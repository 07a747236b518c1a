//! Step-by-step content: how-tos, recipes and FAQs.

use crate::schema::doc::{Doc, aggregate_rating, duration_field, image, people, steps};
use crate::value::{Fields, as_text};
use serde_json::Value;

/// `HowToSupply` / `HowToTool` nodes from strings or `{ name }` records.
fn named_items(items: &[Value], kind: &str) -> Vec<Value> {
    items
        .iter()
        .filter_map(|item| as_text(item).or_else(|| Fields::new(item).text("name")))
        .map(|name| Doc::node(kind).text("name", Some(name)).build())
        .collect()
}

pub fn how_to(data: &Value) -> Option<Value> {
    let f = Fields::new(data);
    let name = f.text("name")?;
    let steps = steps(f.list("steps"), "HowToStep");
    if steps.is_empty() {
        return None;
    }
    let cost = f.text("estimatedCost").map(|value| {
        Doc::node("MonetaryAmount")
            .text("currency", f.text("currency"))
            .text("value", Some(value))
            .build()
    });
    Some(
        Doc::new("HowTo")
            .text("name", Some(name))
            .text("description", f.text("description"))
            .value("image", image(&f, "image"))
            .text("totalTime", duration_field(&f, "totalTime"))
            .value("estimatedCost", cost)
            .list("supply", named_items(f.list("supplies"), "HowToSupply"))
            .list("tool", named_items(f.list("tools"), "HowToTool"))
            .list("step", steps)
            .build(),
    )
}

pub fn recipe(data: &Value) -> Option<Value> {
    let f = Fields::new(data);
    let name = f.text("name")?;

    // instructions may be a list or a newline-separated block of text
    let instructions = match f.get("instructions") {
        Some(Value::Array(items)) => steps(items, "HowToStep"),
        _ => f
            .lines("instructions")
            .into_iter()
            .map(|text| Doc::node("HowToStep").text("text", Some(text)).build())
            .collect(),
    };
    let calories = f.text("calories").map(|calories| {
        Doc::node("NutritionInformation")
            .text("calories", Some(calories))
            .build()
    });

    Some(
        Doc::new("Recipe")
            .text("name", Some(name))
            .text("description", f.text("description"))
            .value("image", image(&f, "image"))
            .one_or_many("author", people(&f, "author"))
            .text("datePublished", f.text("datePublished"))
            .text("prepTime", duration_field(&f, "prepTime"))
            .text("cookTime", duration_field(&f, "cookTime"))
            .text("totalTime", duration_field(&f, "totalTime"))
            .text("recipeYield", f.text("recipeYield"))
            .text("recipeCategory", f.text("recipeCategory"))
            .text("recipeCuisine", f.text("recipeCuisine"))
            .strings("keywords", f.strings("keywords"))
            .strings("recipeIngredient", f.lines("ingredients"))
            .list("recipeInstructions", instructions)
            .value("nutrition", calories)
            .value("aggregateRating", aggregate_rating(&f.record("rating")))
            .build(),
    )
}

/// `FAQPage` from `questions: [{ question, answer }]`. Pairs missing either
/// side are skipped; at least one complete pair is required.
pub fn faq_page(data: &Value) -> Option<Value> {
    let f = Fields::new(data);
    let questions: Vec<_> = f
        .list("questions")
        .iter()
        .filter_map(|item| {
            let item = Fields::new(item);
            let question = item.text("question")?;
            let answer = item.text("answer")?;
            Some(
                Doc::node("Question")
                    .text("name", Some(question))
                    .value(
                        "acceptedAnswer",
                        Some(Doc::node("Answer").text("text", Some(answer)).build()),
                    )
                    .build(),
            )
        })
        .collect();
    if questions.is_empty() {
        return None;
    }
    Some(Doc::new("FAQPage").list("mainEntity", questions).build())
}
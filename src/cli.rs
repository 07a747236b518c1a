//! Command-line interface definitions.
//!
//! Defines all CLI arguments and subcommands using clap.

use clap::{Parser, Subcommand};
use std::path::PathBuf;

/// Seokit SEO settings engine CLI
#[derive(Parser, Debug, Clone)]
#[command(version, about, long_about = None, arg_required_else_help = true)]
pub struct Cli {
    /// Project root directory (default: current directory)
    #[arg(short, long)]
    pub root: Option<PathBuf>,

    /// Config file name (default: seokit.toml)
    #[arg(short = 'C', long, default_value = "seokit.toml")]
    pub config: PathBuf,

    /// Settings file path (relative to project root)
    #[arg(short, long)]
    pub settings: Option<PathBuf>,

    /// Page list path (relative to project root)
    #[arg(short, long)]
    pub pages: Option<PathBuf>,

    /// subcommands
    #[command(subcommand)]
    pub command: Commands,
}

/// Available subcommands
#[derive(Subcommand, Debug, Clone)]
pub enum Commands {
    /// Compose the head, body and footer blocks of a scope
    Render {
        /// Scope to render: `global` or a page id
        #[arg(short, long, default_value = "global", conflicts_with = "all")]
        scope: String,

        /// Render every known scope and write the blocks to the output directory
        #[arg(short, long)]
        all: bool,

        /// Output directory for `--all` (relative to project root)
        #[arg(short, long, requires = "all")]
        output: Option<PathBuf>,
    },

    /// Show every field of a scope with its effective value and origin
    Status {
        /// Scope to inspect: `global` or a page id
        #[arg(short, long, default_value = "global")]
        scope: String,
    },

    /// Report schema entry types that exceed their per-scope limit
    Check,

    /// Print the breadcrumb trail of a page
    Breadcrumbs {
        /// Page id
        id: String,
    },

    /// Set one field of a scope and write the scope back
    Set {
        /// Scope to edit: `global` or a page id
        #[arg(short, long, default_value = "global")]
        scope: String,

        /// Field key, e.g. `meta_title`
        key: String,

        /// New value, parsed as JSON when possible, otherwise taken as text
        value: String,
    },
}
//! GitHub repository listing.

use crate::error::Result;
use crate::github::GitHubClient;
use serde::Deserialize;
use tracing::debug;

const PER_PAGE: usize = 100;
const MAX_PAGES: u32 = 100;

/// Repository information from GitHub API.
#[derive(Debug, Clone, Deserialize)]
pub struct GitHubRepo {
    pub name: String,
    pub clone_url: String,
    #[serde(default)]
    pub full_name: String,
    #[serde(default)]
    pub archived: bool,
    #[serde(default)]
    pub fork: bool,
    #[serde(default, rename = "private")]
    pub is_private: bool,
}

impl GitHubRepo {
    pub fn new(name: impl Into<String>, clone_url: impl Into<String>) -> Self {
        let name = name.into();
        Self {
            full_name: name.clone(),
            name,
            clone_url: clone_url.into(),
            archived: false,
            fork: false,
            is_private: false,
        }
    }
}

/// Repository enumeration.
pub trait RepoOps {
    /// List every repository of `account` this client may see.
    ///
    /// Anonymous clients get the account's public repositories. Authenticated
    /// clients get everything the credentials can access.
    fn list_repos(&self, account: &str) -> Result<Vec<GitHubRepo>>;
}

impl GitHubClient {
    /// Endpoint for one page of the repository listing.
    ///
    /// Both forms ask for `type=all`. Anonymously that is every public
    /// repository `account` owns or is a member of; with credentials it is
    /// every repository the authenticated user can access.
    pub(crate) fn repos_endpoint(&self, account: &str, page: u32) -> String {
        if self.is_authenticated() {
            format!("/user/repos?type=all&per_page={}&page={}", PER_PAGE, page)
        } else {
            format!(
                "/users/{}/repos?type=all&per_page={}&page={}",
                urlencoding::encode(account),
                PER_PAGE,
                page
            )
        }
    }
}

impl RepoOps for GitHubClient {
    fn list_repos(&self, account: &str) -> Result<Vec<GitHubRepo>> {
        let mut all_repos = Vec::new();

        for page in 1..=MAX_PAGES {
            let endpoint = self.repos_endpoint(account, page);
            debug!("GET {}", endpoint);
            let repos: Vec<GitHubRepo> = self.get(&endpoint)?;
            let last = repos.len() < PER_PAGE;
            all_repos.extend(repos);
            if last {
                break;
            }
        }

        Ok(all_repos)
    }
}

/// Extension methods for filtering repository lists.
pub trait RepoFilterExt {
    /// Filter to non-archived repositories.
    fn active(self) -> Self;

    /// Filter to non-fork repositories.
    fn source_only(self) -> Self;
}

impl RepoFilterExt for Vec<GitHubRepo> {
    fn active(self) -> Self {
        self.into_iter().filter(|r| !r.archived).collect()
    }

    fn source_only(self) -> Self {
        self.into_iter().filter(|r| !r.fork).collect()
    }
}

= = = =

▶ **WORK TASK**: Identify every line above with the string "from" in it. Copy those lines.

▶ **WRITTEN SOLUTION**:
/// `HowToSupply` / `HowToTool` nodes from strings or `{ name }` records.
/// `FAQPage` from `questions: [{ question, answer }]`. Pairs missing either
/// Repository information from GitHub API.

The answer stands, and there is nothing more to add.